| Records shown |
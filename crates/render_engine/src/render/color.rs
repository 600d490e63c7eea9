//! Colour values
//!
//! Colours are stored as linear-light RGB so lighting math can use them
//! directly. Hex and CSS notations are interpreted as sRGB and converted on
//! the way in and out, so `Color::from_hex(h).to_hex() == h` for every 24-bit
//! value.

use crate::foundation::math::Vec3;

/// Linear-light RGB colour
#[derive(Debug, Clone, Copy, PartialEq)]
pub struct Color {
    /// Red component (linear)
    pub r: f32,
    /// Green component (linear)
    pub g: f32,
    /// Blue component (linear)
    pub b: f32,
}

impl Default for Color {
    fn default() -> Self {
        Self::WHITE
    }
}

impl Color {
    /// Opaque white
    pub const WHITE: Self = Self { r: 1.0, g: 1.0, b: 1.0 };

    /// Black
    pub const BLACK: Self = Self { r: 0.0, g: 0.0, b: 0.0 };

    /// Create a colour from linear components
    pub const fn linear(r: f32, g: f32, b: f32) -> Self {
        Self { r, g, b }
    }

    /// Create a colour from a 24-bit sRGB hex value (`0xRRGGBB`)
    pub fn from_hex(hex: u32) -> Self {
        let mut color = Self::BLACK;
        color.set_hex(hex);
        color
    }

    /// Parse a CSS-style `#rrggbb` or `#rgb` string
    pub fn from_css(text: &str) -> Option<Self> {
        let digits = text.trim().strip_prefix('#')?;
        let hex = match digits.len() {
            6 => u32::from_str_radix(digits, 16).ok()?,
            3 => {
                let short = u32::from_str_radix(digits, 16).ok()?;
                let (r, g, b) = ((short >> 8) & 0xf, (short >> 4) & 0xf, short & 0xf);
                (r * 0x11) << 16 | (g * 0x11) << 8 | (b * 0x11)
            }
            _ => return None,
        };
        Some(Self::from_hex(hex))
    }

    /// Overwrite this colour with a 24-bit sRGB hex value
    pub fn set_hex(&mut self, hex: u32) {
        let channel = |shift: u32| srgb_to_linear(((hex >> shift) & 0xff) as f32 / 255.0);
        self.r = channel(16);
        self.g = channel(8);
        self.b = channel(0);
    }

    /// Encode this colour as a 24-bit sRGB hex value
    pub fn to_hex(&self) -> u32 {
        let channel = |value: f32| (linear_to_srgb(value).clamp(0.0, 1.0) * 255.0).round() as u32;
        channel(self.r) << 16 | channel(self.g) << 8 | channel(self.b)
    }

    /// Format as a CSS `#rrggbb` string
    pub fn to_css(&self) -> String {
        format!("#{:06x}", self.to_hex())
    }

    /// Components as a vector for lighting math
    pub fn to_vec3(&self) -> Vec3 {
        Vec3::new(self.r, self.g, self.b)
    }

    /// Hue, saturation and lightness of the sRGB-encoded colour, each in `[0, 1]`
    pub fn to_hsl(&self) -> (f32, f32, f32) {
        let r = linear_to_srgb(self.r).clamp(0.0, 1.0);
        let g = linear_to_srgb(self.g).clamp(0.0, 1.0);
        let b = linear_to_srgb(self.b).clamp(0.0, 1.0);

        let max = r.max(g).max(b);
        let min = r.min(g).min(b);
        let lightness = (min + max) * 0.5;

        if (max - min).abs() <= f32::EPSILON {
            return (0.0, 0.0, lightness);
        }

        let delta = max - min;
        let saturation = if lightness <= 0.5 {
            delta / (max + min)
        } else {
            delta / (2.0 - max - min)
        };
        let hue = if (max - r).abs() <= f32::EPSILON {
            (g - b) / delta + if g < b { 6.0 } else { 0.0 }
        } else if (max - g).abs() <= f32::EPSILON {
            (b - r) / delta + 2.0
        } else {
            (r - g) / delta + 4.0
        };

        (hue / 6.0, saturation, lightness)
    }

    /// Set from sRGB hue, saturation and lightness
    pub fn set_hsl(&mut self, hue: f32, saturation: f32, lightness: f32) {
        let hue = hue.rem_euclid(1.0);
        let saturation = saturation.clamp(0.0, 1.0);
        let lightness = lightness.clamp(0.0, 1.0);

        let (r, g, b) = if saturation == 0.0 {
            (lightness, lightness, lightness)
        } else {
            let p = if lightness <= 0.5 {
                lightness * (1.0 + saturation)
            } else {
                lightness + saturation - lightness * saturation
            };
            let q = 2.0 * lightness - p;
            (
                hue_to_rgb(q, p, hue + 1.0 / 3.0),
                hue_to_rgb(q, p, hue),
                hue_to_rgb(q, p, hue - 1.0 / 3.0),
            )
        };

        self.r = srgb_to_linear(r);
        self.g = srgb_to_linear(g);
        self.b = srgb_to_linear(b);
    }

    /// Shift hue, saturation and lightness by the given offsets
    pub fn offset_hsl(&mut self, hue: f32, saturation: f32, lightness: f32) {
        let (h, s, l) = self.to_hsl();
        self.set_hsl(h + hue, s + saturation, l + lightness);
    }
}

fn hue_to_rgb(p: f32, q: f32, t: f32) -> f32 {
    let t = t.rem_euclid(1.0);
    if t < 1.0 / 6.0 {
        p + (q - p) * 6.0 * t
    } else if t < 0.5 {
        q
    } else if t < 2.0 / 3.0 {
        p + (q - p) * 6.0 * (2.0 / 3.0 - t)
    } else {
        p
    }
}

/// sRGB transfer function: encoded value to linear light
pub fn srgb_to_linear(value: f32) -> f32 {
    if value < 0.04045 {
        value * 0.077_399_38
    } else {
        (value * 0.947_867_3 + 0.052_132_7).powf(2.4)
    }
}

/// Inverse sRGB transfer function: linear light to encoded value
pub fn linear_to_srgb(value: f32) -> f32 {
    if value < 0.003_130_8 {
        value * 12.92
    } else {
        1.055 * value.powf(0.416_666_66) - 0.055
    }
}

#[cfg(test)]
mod tests {
    use super::*;
    use approx::assert_relative_eq;

    #[test]
    fn test_hex_round_trip() {
        for hex in [0x000000, 0xffffff, 0xff00ff, 0x336699, 0x010203, 0x7f7f7f, 0xfedcba] {
            assert_eq!(Color::from_hex(hex).to_hex(), hex, "hex {:06x}", hex);
        }
    }

    #[test]
    fn test_every_channel_value_round_trips() {
        for value in 0..=255u32 {
            let hex = value << 16 | (255 - value) << 8 | value;
            assert_eq!(Color::from_hex(hex).to_hex(), hex);
        }
    }

    #[test]
    fn test_magenta_is_linear() {
        let magenta = Color::from_css("#ff00ff").unwrap();
        assert_relative_eq!(magenta.r, 1.0, epsilon = 1e-6);
        assert_relative_eq!(magenta.g, 0.0, epsilon = 1e-6);
        assert_relative_eq!(magenta.b, 1.0, epsilon = 1e-6);
        assert_eq!(magenta.to_css(), "#ff00ff");
    }

    #[test]
    fn test_css_short_form_and_rejects() {
        assert_eq!(Color::from_css("#f0f").map(|c| c.to_hex()), Some(0xff00ff));
        assert!(Color::from_css("ff00ff").is_none());
        assert!(Color::from_css("#12345").is_none());
    }

    #[test]
    fn test_hsl_offset_rotates_hue() {
        let mut red = Color::from_hex(0xff0000);
        red.offset_hsl(1.0 / 3.0, 0.0, 0.0);
        assert_eq!(red.to_hex(), 0x00ff00);

        let (h, s, l) = Color::from_hex(0x0000ff).to_hsl();
        assert_relative_eq!(h, 2.0 / 3.0, epsilon = 1e-5);
        assert_relative_eq!(s, 1.0, epsilon = 1e-5);
        assert_relative_eq!(l, 0.5, epsilon = 1e-5);
    }
}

| Task brief |
The lines needed are the ones from the first line of the entries through the line that contains "pub fn set_hex(&mut", given again without any change.

| Problem solution |
filename crates/render_engine/src/render/color.rs
repository 600d490e63c7eea9
//! Colour values
//!
//! Colours are stored as linear-light RGB so lighting math can use them
//! directly. Hex and CSS notations are interpreted as sRGB and converted on
//! the way in and out, so `Color::from_hex(h).to_hex() == h` for every 24-bit
//! value.

use crate::foundation::math::Vec3;

/// Linear-light RGB colour
#[derive(Debug, Clone, Copy, PartialEq)]
pub struct Color {
    /// Red component (linear)
    pub r: f32,
    /// Green component (linear)
    pub g: f32,
    /// Blue component (linear)
    pub b: f32,
}

impl Default for Color {
    fn default() -> Self {
        Self::WHITE
    }
}

impl Color {
    /// Opaque white
    pub const WHITE: Self = Self { r: 1.0, g: 1.0, b: 1.0 };

    /// Black
    pub const BLACK: Self = Self { r: 0.0, g: 0.0, b: 0.0 };

    /// Create a colour from linear components
    pub const fn linear(r: f32, g: f32, b: f32) -> Self {
        Self { r, g, b }
    }

    /// Create a colour from a 24-bit sRGB hex value (`0xRRGGBB`)
    pub fn from_hex(hex: u32) -> Self {
        let mut color = Self::BLACK;
        color.set_hex(hex);
        color
    }

    /// Parse a CSS-style `#rrggbb` or `#rgb` string
    pub fn from_css(text: &str) -> Option<Self> {
        let digits = text.trim().strip_prefix('#')?;
        let hex = match digits.len() {
            6 => u32::from_str_radix(digits, 16).ok()?,
            3 => {
                let short = u32::from_str_radix(digits, 16).ok()?;
                let (r, g, b) = ((short >> 8) & 0xf, (short >> 4) & 0xf, short & 0xf);
                (r * 0x11) << 16 | (g * 0x11) << 8 | (b * 0x11)
            }
            _ => return None,
        };
        Some(Self::from_hex(hex))
    }

    /// Overwrite this colour with a 24-bit sRGB hex value
    pub fn set_hex(&mut self, hex: u32) {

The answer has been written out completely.